▸ Exercise aim: Copy out each line of the listing below where the string "CatalogEpisode" appears.

※ ※ ※

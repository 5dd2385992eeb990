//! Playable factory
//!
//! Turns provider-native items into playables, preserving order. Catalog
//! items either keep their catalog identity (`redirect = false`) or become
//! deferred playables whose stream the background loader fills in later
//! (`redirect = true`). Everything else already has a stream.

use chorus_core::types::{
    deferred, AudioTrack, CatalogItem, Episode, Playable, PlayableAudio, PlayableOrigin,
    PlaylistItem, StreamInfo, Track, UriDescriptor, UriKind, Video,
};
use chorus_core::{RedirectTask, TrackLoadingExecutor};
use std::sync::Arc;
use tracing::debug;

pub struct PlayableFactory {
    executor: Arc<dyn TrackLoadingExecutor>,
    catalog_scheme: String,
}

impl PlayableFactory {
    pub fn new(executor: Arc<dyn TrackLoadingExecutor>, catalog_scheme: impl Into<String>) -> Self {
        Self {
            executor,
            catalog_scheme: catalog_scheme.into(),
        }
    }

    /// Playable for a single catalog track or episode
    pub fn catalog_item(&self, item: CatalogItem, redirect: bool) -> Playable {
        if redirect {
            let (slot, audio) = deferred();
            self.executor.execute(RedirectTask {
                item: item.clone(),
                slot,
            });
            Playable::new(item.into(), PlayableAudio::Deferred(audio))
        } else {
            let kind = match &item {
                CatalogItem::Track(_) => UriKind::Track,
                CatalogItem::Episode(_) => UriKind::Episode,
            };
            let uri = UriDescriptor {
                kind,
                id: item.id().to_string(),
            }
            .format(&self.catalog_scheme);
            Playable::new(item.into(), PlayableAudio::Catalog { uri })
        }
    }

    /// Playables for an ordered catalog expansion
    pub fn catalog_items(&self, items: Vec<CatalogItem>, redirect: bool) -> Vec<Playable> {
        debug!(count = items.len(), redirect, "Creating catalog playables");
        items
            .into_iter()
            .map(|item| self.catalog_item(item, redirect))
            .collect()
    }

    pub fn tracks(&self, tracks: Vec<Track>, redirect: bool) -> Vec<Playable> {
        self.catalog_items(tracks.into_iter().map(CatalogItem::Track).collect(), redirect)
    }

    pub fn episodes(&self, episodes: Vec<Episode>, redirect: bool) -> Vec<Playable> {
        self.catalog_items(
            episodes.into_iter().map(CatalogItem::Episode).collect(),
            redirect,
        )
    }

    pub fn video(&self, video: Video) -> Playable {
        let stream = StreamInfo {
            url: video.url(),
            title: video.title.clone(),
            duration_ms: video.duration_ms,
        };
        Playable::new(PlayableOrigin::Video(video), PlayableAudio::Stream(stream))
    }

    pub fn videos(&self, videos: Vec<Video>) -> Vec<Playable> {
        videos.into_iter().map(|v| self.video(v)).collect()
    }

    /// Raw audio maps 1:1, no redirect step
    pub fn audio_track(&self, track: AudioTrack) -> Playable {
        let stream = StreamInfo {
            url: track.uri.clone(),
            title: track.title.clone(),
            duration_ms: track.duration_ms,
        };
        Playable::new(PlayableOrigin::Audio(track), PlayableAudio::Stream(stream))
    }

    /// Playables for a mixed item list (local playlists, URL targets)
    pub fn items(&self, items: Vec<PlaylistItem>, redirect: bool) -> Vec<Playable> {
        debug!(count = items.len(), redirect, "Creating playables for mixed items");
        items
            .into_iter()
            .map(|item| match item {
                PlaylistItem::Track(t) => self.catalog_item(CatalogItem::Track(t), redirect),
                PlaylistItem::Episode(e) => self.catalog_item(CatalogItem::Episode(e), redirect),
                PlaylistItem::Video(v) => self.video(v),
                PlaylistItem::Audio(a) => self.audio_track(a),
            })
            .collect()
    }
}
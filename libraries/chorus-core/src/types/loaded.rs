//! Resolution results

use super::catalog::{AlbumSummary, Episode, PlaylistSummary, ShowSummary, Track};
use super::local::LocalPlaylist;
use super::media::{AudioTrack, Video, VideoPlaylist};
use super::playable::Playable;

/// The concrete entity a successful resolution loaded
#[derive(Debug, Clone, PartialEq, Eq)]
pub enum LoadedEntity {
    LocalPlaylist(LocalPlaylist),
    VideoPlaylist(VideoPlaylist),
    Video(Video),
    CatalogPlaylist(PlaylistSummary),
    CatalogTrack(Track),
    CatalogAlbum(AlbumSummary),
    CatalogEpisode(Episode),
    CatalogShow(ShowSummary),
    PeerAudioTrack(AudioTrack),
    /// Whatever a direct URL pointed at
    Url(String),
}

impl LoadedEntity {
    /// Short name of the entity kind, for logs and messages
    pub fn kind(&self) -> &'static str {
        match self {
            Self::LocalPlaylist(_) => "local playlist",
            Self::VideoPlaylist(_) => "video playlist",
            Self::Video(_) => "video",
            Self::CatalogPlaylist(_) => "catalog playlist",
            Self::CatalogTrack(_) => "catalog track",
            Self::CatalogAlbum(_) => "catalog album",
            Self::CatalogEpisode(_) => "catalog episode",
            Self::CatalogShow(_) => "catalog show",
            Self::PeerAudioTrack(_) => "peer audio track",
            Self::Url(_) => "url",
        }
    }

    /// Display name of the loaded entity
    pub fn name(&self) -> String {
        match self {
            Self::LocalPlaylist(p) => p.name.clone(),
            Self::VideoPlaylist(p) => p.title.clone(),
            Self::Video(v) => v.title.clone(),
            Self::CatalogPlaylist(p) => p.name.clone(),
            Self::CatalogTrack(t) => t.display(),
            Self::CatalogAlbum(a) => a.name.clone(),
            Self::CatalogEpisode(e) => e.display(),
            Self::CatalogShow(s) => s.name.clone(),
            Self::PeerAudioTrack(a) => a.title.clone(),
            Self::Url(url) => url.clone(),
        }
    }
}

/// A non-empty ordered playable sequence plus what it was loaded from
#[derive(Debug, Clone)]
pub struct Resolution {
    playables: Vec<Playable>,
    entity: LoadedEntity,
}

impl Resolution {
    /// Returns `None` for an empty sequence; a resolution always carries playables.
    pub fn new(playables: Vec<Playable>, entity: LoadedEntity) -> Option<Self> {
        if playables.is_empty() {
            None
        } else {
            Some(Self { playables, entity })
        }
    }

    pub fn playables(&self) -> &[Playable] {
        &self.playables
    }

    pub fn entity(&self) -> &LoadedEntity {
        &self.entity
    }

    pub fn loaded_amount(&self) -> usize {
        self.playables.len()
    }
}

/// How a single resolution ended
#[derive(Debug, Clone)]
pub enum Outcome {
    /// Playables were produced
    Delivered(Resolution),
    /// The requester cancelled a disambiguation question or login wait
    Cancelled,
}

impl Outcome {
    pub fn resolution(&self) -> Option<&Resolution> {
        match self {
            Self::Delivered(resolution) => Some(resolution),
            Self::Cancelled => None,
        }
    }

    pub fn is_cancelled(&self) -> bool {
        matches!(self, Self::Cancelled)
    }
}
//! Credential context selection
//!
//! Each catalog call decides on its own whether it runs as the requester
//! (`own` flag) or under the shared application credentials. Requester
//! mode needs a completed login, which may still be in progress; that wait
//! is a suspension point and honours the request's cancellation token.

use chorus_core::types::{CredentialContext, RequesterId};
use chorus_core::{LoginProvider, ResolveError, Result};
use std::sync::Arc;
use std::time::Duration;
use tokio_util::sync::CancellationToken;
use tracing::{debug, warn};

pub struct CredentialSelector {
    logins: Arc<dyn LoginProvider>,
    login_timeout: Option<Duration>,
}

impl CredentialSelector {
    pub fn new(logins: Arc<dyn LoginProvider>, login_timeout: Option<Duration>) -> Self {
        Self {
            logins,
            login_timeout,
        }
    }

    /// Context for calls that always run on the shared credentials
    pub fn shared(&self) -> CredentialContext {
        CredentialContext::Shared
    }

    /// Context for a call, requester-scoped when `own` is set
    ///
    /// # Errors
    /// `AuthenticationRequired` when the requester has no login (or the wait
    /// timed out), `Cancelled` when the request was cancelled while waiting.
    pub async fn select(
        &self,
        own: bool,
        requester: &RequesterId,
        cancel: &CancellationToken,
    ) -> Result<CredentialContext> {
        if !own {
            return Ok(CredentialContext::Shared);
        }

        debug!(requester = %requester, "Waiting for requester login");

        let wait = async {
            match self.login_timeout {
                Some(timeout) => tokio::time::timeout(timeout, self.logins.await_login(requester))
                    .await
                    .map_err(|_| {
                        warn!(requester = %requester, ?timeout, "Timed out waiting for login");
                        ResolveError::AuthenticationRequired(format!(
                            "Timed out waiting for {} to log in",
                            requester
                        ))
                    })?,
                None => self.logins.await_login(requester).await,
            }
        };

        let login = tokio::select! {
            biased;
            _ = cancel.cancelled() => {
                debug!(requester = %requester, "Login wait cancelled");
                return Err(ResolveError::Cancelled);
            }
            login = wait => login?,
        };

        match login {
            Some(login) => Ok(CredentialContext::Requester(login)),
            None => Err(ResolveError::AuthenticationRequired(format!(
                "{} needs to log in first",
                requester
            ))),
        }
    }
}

※ ※ ※

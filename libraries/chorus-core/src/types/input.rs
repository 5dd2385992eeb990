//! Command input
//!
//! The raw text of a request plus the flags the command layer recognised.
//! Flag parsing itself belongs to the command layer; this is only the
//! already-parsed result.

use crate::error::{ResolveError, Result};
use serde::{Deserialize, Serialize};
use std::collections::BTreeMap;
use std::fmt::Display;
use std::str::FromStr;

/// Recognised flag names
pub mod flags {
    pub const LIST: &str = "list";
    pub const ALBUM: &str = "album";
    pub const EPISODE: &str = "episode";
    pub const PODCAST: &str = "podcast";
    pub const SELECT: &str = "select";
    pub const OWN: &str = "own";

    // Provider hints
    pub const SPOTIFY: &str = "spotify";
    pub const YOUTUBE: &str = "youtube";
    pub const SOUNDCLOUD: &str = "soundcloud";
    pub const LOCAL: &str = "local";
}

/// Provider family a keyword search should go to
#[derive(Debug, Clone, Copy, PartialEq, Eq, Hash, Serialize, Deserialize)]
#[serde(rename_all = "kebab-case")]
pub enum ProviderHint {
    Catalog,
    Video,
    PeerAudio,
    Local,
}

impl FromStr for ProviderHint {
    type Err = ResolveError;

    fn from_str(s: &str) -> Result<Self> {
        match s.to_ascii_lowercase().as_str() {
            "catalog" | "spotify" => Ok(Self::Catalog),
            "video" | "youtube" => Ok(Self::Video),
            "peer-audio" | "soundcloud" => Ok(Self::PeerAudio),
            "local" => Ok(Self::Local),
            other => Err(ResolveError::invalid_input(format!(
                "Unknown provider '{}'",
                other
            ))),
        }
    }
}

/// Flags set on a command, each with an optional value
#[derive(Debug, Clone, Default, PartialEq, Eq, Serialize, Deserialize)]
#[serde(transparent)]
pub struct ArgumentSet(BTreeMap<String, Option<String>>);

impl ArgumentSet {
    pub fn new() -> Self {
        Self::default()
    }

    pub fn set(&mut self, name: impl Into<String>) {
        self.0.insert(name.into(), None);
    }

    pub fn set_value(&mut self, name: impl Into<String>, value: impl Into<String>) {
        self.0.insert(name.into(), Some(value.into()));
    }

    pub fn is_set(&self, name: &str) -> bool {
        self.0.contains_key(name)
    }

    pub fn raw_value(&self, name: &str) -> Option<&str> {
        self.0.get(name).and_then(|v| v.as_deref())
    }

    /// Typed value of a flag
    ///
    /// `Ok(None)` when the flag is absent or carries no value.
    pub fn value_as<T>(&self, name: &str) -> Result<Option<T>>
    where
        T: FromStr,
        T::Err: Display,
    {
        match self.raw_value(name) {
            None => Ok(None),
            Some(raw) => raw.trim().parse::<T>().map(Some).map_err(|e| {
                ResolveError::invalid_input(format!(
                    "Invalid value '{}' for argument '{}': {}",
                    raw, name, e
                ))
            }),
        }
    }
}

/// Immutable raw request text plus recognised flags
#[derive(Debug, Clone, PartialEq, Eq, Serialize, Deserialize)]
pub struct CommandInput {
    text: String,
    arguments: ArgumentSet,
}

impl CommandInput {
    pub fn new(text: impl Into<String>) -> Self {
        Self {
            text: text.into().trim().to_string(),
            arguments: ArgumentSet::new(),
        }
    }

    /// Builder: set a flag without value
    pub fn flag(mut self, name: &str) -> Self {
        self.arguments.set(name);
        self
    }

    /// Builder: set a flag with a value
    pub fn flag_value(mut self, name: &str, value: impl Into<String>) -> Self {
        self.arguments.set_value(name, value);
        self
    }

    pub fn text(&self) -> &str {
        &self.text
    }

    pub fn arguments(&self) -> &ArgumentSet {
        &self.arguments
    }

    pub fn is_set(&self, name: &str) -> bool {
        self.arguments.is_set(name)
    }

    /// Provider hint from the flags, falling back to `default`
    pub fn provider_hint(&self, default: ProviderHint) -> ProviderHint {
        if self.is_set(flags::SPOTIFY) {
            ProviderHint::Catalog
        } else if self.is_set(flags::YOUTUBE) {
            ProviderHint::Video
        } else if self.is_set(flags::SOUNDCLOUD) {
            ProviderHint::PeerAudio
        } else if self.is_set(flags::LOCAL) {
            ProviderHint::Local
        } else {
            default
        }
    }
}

※ ※ ※

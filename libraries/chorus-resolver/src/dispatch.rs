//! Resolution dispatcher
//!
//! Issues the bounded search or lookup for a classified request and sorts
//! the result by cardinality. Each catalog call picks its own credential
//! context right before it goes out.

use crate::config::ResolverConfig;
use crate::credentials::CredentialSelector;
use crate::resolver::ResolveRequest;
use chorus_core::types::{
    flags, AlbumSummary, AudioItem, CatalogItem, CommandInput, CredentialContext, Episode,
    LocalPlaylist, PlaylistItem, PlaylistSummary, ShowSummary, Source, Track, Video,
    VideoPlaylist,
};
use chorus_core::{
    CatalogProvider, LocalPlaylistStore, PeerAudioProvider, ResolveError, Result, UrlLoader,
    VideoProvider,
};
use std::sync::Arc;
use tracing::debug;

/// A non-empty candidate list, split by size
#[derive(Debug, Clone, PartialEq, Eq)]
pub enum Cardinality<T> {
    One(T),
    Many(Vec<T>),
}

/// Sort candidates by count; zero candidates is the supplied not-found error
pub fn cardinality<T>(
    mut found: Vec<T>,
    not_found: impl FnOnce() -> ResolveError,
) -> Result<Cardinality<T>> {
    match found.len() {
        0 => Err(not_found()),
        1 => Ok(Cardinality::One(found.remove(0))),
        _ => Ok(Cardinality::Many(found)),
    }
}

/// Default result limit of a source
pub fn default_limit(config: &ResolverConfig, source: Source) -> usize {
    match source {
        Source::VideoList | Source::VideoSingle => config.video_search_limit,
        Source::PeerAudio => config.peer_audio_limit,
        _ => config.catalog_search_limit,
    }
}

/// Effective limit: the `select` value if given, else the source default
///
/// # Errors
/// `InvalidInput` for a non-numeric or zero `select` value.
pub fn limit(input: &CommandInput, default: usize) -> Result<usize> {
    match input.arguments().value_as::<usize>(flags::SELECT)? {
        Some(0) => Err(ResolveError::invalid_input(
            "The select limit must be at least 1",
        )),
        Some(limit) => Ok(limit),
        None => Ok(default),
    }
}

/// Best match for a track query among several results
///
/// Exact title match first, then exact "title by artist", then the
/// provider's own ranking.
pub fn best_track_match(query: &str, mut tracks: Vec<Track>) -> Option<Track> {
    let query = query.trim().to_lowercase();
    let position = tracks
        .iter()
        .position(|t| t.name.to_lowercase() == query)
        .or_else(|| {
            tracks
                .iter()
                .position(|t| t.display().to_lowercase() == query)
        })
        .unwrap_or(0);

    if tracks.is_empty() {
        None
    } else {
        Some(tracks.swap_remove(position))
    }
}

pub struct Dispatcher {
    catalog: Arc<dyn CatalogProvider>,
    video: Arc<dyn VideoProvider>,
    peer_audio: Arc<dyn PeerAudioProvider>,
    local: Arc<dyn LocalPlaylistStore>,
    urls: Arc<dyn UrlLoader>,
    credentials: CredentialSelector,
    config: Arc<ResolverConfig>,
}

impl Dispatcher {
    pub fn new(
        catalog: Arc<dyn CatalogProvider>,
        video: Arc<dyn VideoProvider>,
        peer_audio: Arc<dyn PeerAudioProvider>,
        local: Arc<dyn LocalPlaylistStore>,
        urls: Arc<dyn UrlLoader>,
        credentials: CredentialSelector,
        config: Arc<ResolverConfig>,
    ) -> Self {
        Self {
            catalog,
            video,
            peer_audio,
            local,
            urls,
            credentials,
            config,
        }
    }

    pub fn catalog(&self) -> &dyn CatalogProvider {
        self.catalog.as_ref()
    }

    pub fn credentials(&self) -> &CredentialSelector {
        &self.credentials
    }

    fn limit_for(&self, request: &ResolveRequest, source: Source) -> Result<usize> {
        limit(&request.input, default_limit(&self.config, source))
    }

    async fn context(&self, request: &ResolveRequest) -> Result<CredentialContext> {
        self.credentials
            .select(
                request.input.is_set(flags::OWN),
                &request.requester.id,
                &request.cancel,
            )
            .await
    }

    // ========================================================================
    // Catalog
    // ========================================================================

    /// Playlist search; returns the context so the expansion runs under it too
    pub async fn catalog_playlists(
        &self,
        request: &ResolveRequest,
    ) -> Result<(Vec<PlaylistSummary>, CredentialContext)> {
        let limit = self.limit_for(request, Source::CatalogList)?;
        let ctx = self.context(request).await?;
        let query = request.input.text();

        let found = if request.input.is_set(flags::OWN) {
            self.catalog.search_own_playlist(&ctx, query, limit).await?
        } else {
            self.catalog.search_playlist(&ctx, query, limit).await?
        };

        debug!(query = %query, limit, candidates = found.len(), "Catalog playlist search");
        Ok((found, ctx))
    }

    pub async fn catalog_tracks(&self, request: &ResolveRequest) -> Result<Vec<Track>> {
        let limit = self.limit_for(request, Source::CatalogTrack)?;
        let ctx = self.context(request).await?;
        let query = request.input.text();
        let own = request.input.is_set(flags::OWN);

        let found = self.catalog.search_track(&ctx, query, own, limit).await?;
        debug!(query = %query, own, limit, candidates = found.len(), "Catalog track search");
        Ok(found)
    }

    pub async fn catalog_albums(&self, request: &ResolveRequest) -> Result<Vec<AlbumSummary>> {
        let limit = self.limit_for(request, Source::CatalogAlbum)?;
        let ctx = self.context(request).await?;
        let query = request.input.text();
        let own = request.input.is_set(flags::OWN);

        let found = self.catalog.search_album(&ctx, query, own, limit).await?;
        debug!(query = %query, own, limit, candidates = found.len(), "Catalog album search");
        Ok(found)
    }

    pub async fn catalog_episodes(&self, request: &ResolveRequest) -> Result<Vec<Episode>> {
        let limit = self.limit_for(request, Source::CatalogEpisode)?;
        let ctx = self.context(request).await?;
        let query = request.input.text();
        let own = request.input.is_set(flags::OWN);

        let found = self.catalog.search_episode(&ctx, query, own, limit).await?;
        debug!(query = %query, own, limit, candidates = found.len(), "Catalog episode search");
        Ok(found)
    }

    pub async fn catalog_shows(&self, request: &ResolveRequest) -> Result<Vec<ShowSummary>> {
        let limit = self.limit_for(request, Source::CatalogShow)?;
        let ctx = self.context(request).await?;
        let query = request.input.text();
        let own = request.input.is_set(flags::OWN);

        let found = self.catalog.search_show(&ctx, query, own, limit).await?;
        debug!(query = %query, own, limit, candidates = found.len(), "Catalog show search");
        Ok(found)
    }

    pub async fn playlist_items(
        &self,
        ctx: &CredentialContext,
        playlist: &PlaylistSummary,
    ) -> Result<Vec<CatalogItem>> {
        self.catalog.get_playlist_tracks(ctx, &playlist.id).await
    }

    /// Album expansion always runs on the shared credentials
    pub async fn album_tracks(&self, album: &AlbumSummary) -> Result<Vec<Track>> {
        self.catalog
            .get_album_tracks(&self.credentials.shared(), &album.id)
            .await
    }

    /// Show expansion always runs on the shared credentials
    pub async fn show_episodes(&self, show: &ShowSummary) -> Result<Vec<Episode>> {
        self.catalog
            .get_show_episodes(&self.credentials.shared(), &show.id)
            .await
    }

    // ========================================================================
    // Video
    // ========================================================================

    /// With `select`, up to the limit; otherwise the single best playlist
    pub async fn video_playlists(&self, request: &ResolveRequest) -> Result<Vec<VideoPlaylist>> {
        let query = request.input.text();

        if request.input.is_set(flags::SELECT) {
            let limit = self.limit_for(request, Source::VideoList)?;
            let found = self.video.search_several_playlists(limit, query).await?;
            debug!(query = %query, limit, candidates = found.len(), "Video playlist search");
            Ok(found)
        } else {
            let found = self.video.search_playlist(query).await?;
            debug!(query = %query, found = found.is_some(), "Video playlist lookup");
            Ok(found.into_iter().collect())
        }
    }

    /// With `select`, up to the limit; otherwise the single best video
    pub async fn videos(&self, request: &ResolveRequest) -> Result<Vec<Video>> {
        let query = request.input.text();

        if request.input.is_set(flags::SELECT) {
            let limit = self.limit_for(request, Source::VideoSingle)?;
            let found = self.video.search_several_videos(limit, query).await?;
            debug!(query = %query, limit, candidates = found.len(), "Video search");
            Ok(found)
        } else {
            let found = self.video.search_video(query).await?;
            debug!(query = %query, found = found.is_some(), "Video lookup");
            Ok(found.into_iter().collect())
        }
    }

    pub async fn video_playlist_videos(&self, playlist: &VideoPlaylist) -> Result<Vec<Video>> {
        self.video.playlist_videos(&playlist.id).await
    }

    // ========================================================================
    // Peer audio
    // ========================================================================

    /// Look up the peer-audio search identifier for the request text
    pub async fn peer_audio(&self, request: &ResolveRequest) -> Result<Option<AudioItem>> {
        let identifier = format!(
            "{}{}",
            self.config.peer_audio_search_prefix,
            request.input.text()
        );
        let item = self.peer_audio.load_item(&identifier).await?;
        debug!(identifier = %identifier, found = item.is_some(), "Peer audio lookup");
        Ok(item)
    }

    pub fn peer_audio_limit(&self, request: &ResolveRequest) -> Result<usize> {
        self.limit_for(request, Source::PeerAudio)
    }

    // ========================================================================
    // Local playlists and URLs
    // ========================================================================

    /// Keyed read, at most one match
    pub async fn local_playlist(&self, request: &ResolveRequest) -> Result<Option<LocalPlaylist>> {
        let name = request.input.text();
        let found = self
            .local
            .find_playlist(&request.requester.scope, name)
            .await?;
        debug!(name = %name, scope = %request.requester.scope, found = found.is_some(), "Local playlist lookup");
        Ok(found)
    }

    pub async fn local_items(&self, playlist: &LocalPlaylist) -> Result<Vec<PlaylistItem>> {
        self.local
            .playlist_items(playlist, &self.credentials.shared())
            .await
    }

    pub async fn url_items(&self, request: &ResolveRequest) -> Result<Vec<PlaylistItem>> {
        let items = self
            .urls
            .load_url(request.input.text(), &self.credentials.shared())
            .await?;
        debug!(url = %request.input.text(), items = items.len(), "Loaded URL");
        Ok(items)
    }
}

※ ※ ※

▸ Task result:
    CatalogEpisode(Episode),
            Self::CatalogEpisode(_) => "catalog episode",
            Self::CatalogEpisode(e) => e.display(),
        let limit = self.limit_for(request, Source::CatalogEpisode)?;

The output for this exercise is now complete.